What Are the Changes in the 2026/2027 Tax Year in the UK?
The 2026/27 UK tax year begins on 6 April 2026 and runs until 5 April 2027. While there are no dramatic headline-grabbing tax rate increases, several important changes come into effect that will affect employees, business owners, landlords, investors and those planning their estates.
In many areas, the real impact comes not from rising rates but from continued freezes, targeted increases and structural reforms such as Making Tax Digital.
The key changes in the 2026/2027 UK tax year are:
- A 2% increase in dividend tax rates for basic and higher rate taxpayers
- A rise to 18% Capital Gains Tax where Business Asset Disposal Relief applies
- The removal of employee home working tax relief
- A £2.5 million cap on 100% Business and Agricultural Inheritance Tax relief
- The introduction of Making Tax Digital for some sole traders and landlords
Below is a detailed breakdown of each change and what it could mean for you.
Key Changes at a Glance
Although much of the tax system remains technically “unchanged”, the 2026/27 tax year continues the long-running freeze on thresholds and allowances, which increases tax receipts through fiscal drag.
At the same time, several targeted measures — particularly affecting dividends, capital gains and inheritance tax — may require proactive planning.
Income Tax Changes for 2026/27
Personal Allowance and Tax Thresholds
For the 2026/27 tax year, the main income tax thresholds remain frozen:
- Personal Allowance: £12,570
- Higher rate threshold: £50,270
- Additional rate threshold: £125,140
These figures have now been frozen for several years and are scheduled to remain unchanged until at least April 2031.

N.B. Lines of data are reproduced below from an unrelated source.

use serde::{Deserialize, Serialize};

use crate::ledger::LoginEntry;

/// Generic error envelope: `{"error": "..."}`.
#[derive(Debug, Serialize)]
pub struct ErrorBody {
    pub error: String,
}

/// Authenticated user record cached in the session.
#[derive(Debug, Clone, Serialize, Deserialize)]
#[serde(rename_all = "camelCase")]
pub struct SessionUser {
    pub id: String,
    pub username: String,
    pub avatar_url: String,
    pub balance: f64,
}

/// Response of `GET /api/me`. Unauthenticated callers get
/// `{"loggedIn": false}` with a 401 rather than an error envelope.
#[derive(Debug, Serialize)]
#[serde(rename_all = "camelCase")]
pub struct MeResponse {
    pub logged_in: bool,
    #[serde(skip_serializing_if = "Option::is_none")]
    pub user: Option<SessionUser>,
}

#[derive(Debug, Serialize)]
pub struct LogoutResponse {
    pub ok: bool,
}

#[derive(Debug, Serialize)]
#[serde(rename_all = "camelCase")]
pub struct DepositResponse {
    pub amount: f64,
    pub qr_code: String,
    pub qr_code_base64: String,
}

#[derive(Debug, Serialize)]
pub struct SecurityInfoResponse {
    pub code: String,
    pub logins: Vec<LoginEntry>,
}
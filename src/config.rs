use anyhow::{Context, Result};

const DISCORD_API_BASE: &str = "https://discord.com/api";
const MERCADO_PAGO_API_BASE: &str = "https://api.mercadopago.com";

#[derive(Debug, Clone)]
pub struct Config {
    pub server: ServerConfig,

    pub session: SessionConfig,

    pub discord: DiscordConfig,

    pub mercado_pago: MercadoPagoConfig,

    pub observability: ObservabilityConfig,
}

#[derive(Debug, Clone)]
pub struct ServerConfig {
    pub port: u16,

    pub log_level: String,
}

impl Default for ServerConfig {
    fn default() -> Self {
        Self {
            port: 3000,
            log_level: "info".to_string(),
        }
    }
}

#[derive(Debug, Clone, Default)]
pub struct SessionConfig {
    /// Secret used to sign the session cookie. Must be at least 64 bytes.
    pub secret: String,
}

#[derive(Debug, Clone)]
pub struct DiscordConfig {
    pub client_id: String,

    pub client_secret: String,

    pub redirect_uri: String,

    /// Overridable so tests can point the client at a local mock.
    pub api_base: String,
}

impl Default for DiscordConfig {
    fn default() -> Self {
        Self {
            client_id: String::new(),
            client_secret: String::new(),
            redirect_uri: String::new(),
            api_base: DISCORD_API_BASE.to_string(),
        }
    }
}

#[derive(Debug, Clone)]
pub struct MercadoPagoConfig {
    /// When absent, deposit creation is disabled at startup with a warning.
    pub access_token: Option<String>,

    pub api_base: String,
}

impl Default for MercadoPagoConfig {
    fn default() -> Self {
        Self {
            access_token: None,
            api_base: MERCADO_PAGO_API_BASE.to_string(),
        }
    }
}

#[derive(Debug, Clone)]
pub struct ObservabilityConfig {
    pub metrics_enabled: bool,
}

impl Default for ObservabilityConfig {
    fn default() -> Self {
        Self {
            metrics_enabled: true,
        }
    }
}

impl Default for Config {
    fn default() -> Self {
        Self {
            server: ServerConfig::default(),
            session: SessionConfig::default(),
            discord: DiscordConfig::default(),
            mercado_pago: MercadoPagoConfig::default(),
            observability: ObservabilityConfig::default(),
        }
    }
}

impl Config {
    /// Load configuration from the process environment.
    ///
    /// Required secrets are fatal when missing; the Mercado Pago token is
    /// optional and only degrades deposit creation.
    pub fn from_env() -> Result<Self> {
        let port: u16 = match std::env::var("PORT") {
            Ok(raw) => raw.parse().context("PORT must be a valid port number")?,
            Err(_) => ServerConfig::default().port,
        };

        let log_level =
            std::env::var("LOG_LEVEL").unwrap_or_else(|_| ServerConfig::default().log_level);

        let secret =
            std::env::var("SESSION_SECRET").context("SESSION_SECRET must be set")?;

        let client_id =
            std::env::var("DISCORD_CLIENT_ID").context("DISCORD_CLIENT_ID must be set")?;
        let client_secret =
            std::env::var("DISCORD_CLIENT_SECRET").context("DISCORD_CLIENT_SECRET must be set")?;
        let redirect_uri = std::env::var("DISCORD_REDIRECT_URI")
            .unwrap_or_else(|_| format!("http://localhost:{port}/auth/discord/callback"));

        // Optional: its absence is reported by SharedState with a warning
        // once the tracing subscriber is up.
        let access_token = std::env::var("MP_ACCESS_TOKEN").ok();

        let metrics_enabled = std::env::var("METRICS_ENABLED")
            .map(|v| v != "false" && v != "0")
            .unwrap_or(true);

        let config = Self {
            server: ServerConfig { port, log_level },
            session: SessionConfig { secret },
            discord: DiscordConfig {
                client_id,
                client_secret,
                redirect_uri,
                api_base: DISCORD_API_BASE.to_string(),
            },
            mercado_pago: MercadoPagoConfig {
                access_token,
                api_base: MERCADO_PAGO_API_BASE.to_string(),
            },
            observability: ObservabilityConfig { metrics_enabled },
        };

        config.validate()?;
        Ok(config)
    }

    pub fn validate(&self) -> Result<()> {
        if self.session.secret.len() < 64 {
            anyhow::bail!("SESSION_SECRET must be at least 64 bytes");
        }

        if self.discord.client_id.is_empty() {
            anyhow::bail!("Discord client id cannot be empty");
        }

        if self.discord.client_secret.is_empty() {
            anyhow::bail!("Discord client secret cannot be empty");
        }

        Ok(())
    }
}
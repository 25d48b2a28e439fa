//! Flowsim Simulator
//!
//! The calling layer around the simulation engine: load a model, merge
//! run-time config overrides, validate, run.
//!
//! # Example
//!
//! ```ignore
//! use flowsim_simulator::{load_model, Simulator, SimulatorConfig};
//!
//! let model = load_model("line.json")?;
//! let simulator = Simulator::new(SimulatorConfig::new().with_seed(7));
//! let report = simulator.run(&model)?;
//!
//! println!("Throughput: {:.3}", report.result.summary.throughput);
//! ```

pub mod config;
mod error;
mod runner;

pub use config::SimulatorConfig;
pub use error::RunError;
pub use runner::{load_model, RunReport, Simulator};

While this may appear stable, the freeze means that as salaries rise with inflation, more people are gradually pulled into higher tax bands. This is known as fiscal drag. For example, if your salary increases from £50,000 to £53,000, a larger proportion of your income falls into the 40% band — even though tax rates themselves have not changed.
Over time, this quiet shift can significantly increase your overall tax burden.
Scottish Income Tax Updates
Scottish taxpayers continue to pay different rates and thresholds on non-savings, non-dividend income, such as salary and self-employment profits.
From April 2026, Scottish tax rates remain unchanged. However, there are minor adjustments to the basic and intermediate rate thresholds. Savings and dividend income still follow UK-wide tax rates.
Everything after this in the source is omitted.